ELM: Right. On the other hand, though, there was still a lot of bad stuff coming out of the creators, like off the top of my head I would say Magic in North America was one of the low, lowlights of the year—it's not a light. Nadirs? [she pronounces it like Ralph Nader] Is that the one?

FK: Nadirs? [she pronounces it na-DEERs]

ELM: Na-DEER? The opposite of zenith.

FK: I think there can be only one. THERE CAN BE ONLY ONE.

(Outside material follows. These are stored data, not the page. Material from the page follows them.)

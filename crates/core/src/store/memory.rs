use super::{DocumentStore, StoreError, StoreResult};
use crate::document::{DocValue, Document};
use async_trait::async_trait;
use ehr_uuid::RecordId;
use indexmap::IndexMap;
use tokio::sync::RwLock;

/// In-memory document store.
///
/// Documents are kept in insertion order, which is the order `list` pages through. Deleting a
/// record keeps the relative order of the rest.
#[derive(Debug, Default)]
pub struct MemoryStore {
    docs: RwLock<IndexMap<RecordId, Document>>,
}

impl MemoryStore {
    pub fn new() -> Self {
        Self::default()
    }
}

#[async_trait]
impl DocumentStore for MemoryStore {
    async fn insert(&self, id: RecordId, doc: Document) -> StoreResult<()> {
        let mut docs = self.docs.write().await;
        if docs.contains_key(&id) {
            return Err(StoreError::conflict(format!("record {id} already exists")));
        }
        docs.insert(id, doc);
        Ok(())
    }

    async fn get(&self, id: &RecordId) -> StoreResult<Option<Document>> {
        Ok(self.docs.read().await.get(id).cloned())
    }

    async fn find_one(&self, field: &str, value: &DocValue) -> StoreResult<Option<Document>> {
        let docs = self.docs.read().await;
        Ok(docs
            .values()
            .find(|doc| doc.get(field) == Some(value))
            .cloned())
    }

    async fn list(&self, skip: usize, limit: usize) -> StoreResult<Vec<Document>> {
        let docs = self.docs.read().await;
        Ok(docs.values().skip(skip).take(limit).cloned().collect())
    }

    async fn replace(&self, id: &RecordId, doc: Document) -> StoreResult<bool> {
        let mut docs = self.docs.write().await;
        match docs.get_mut(id) {
            Some(slot) => {
                *slot = doc;
                Ok(true)
            }
            None => Ok(false),
        }
    }

    async fn delete(&self, id: &RecordId) -> StoreResult<bool> {
        Ok(self.docs.write().await.shift_remove(id).is_some())
    }

    fn backend_name(&self) -> &'static str {
        "memory"
    }
}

ELM: OK. One of the low points was Magic in North America, which was JK Rowling's terrible terrible racist backstory in preparation for, American wizarding in preparation for Fantastic Beasts, obviously the Fantastic Beasts lack of diverse casting was already in place but we finally got to see that play out when the movie came out, Dr. Strange whitewashing, Iron Fist whitewashing, the Matt Damon and the Chinese whitewashing which as you say is complicated...

FK: Yeah, that one I would say is a different...

ELM: Ghost in the Shell whitewashing...AND, look, I'm listing bad ones!

FK: Matt Damon is a significant issue but it's a different one but go on.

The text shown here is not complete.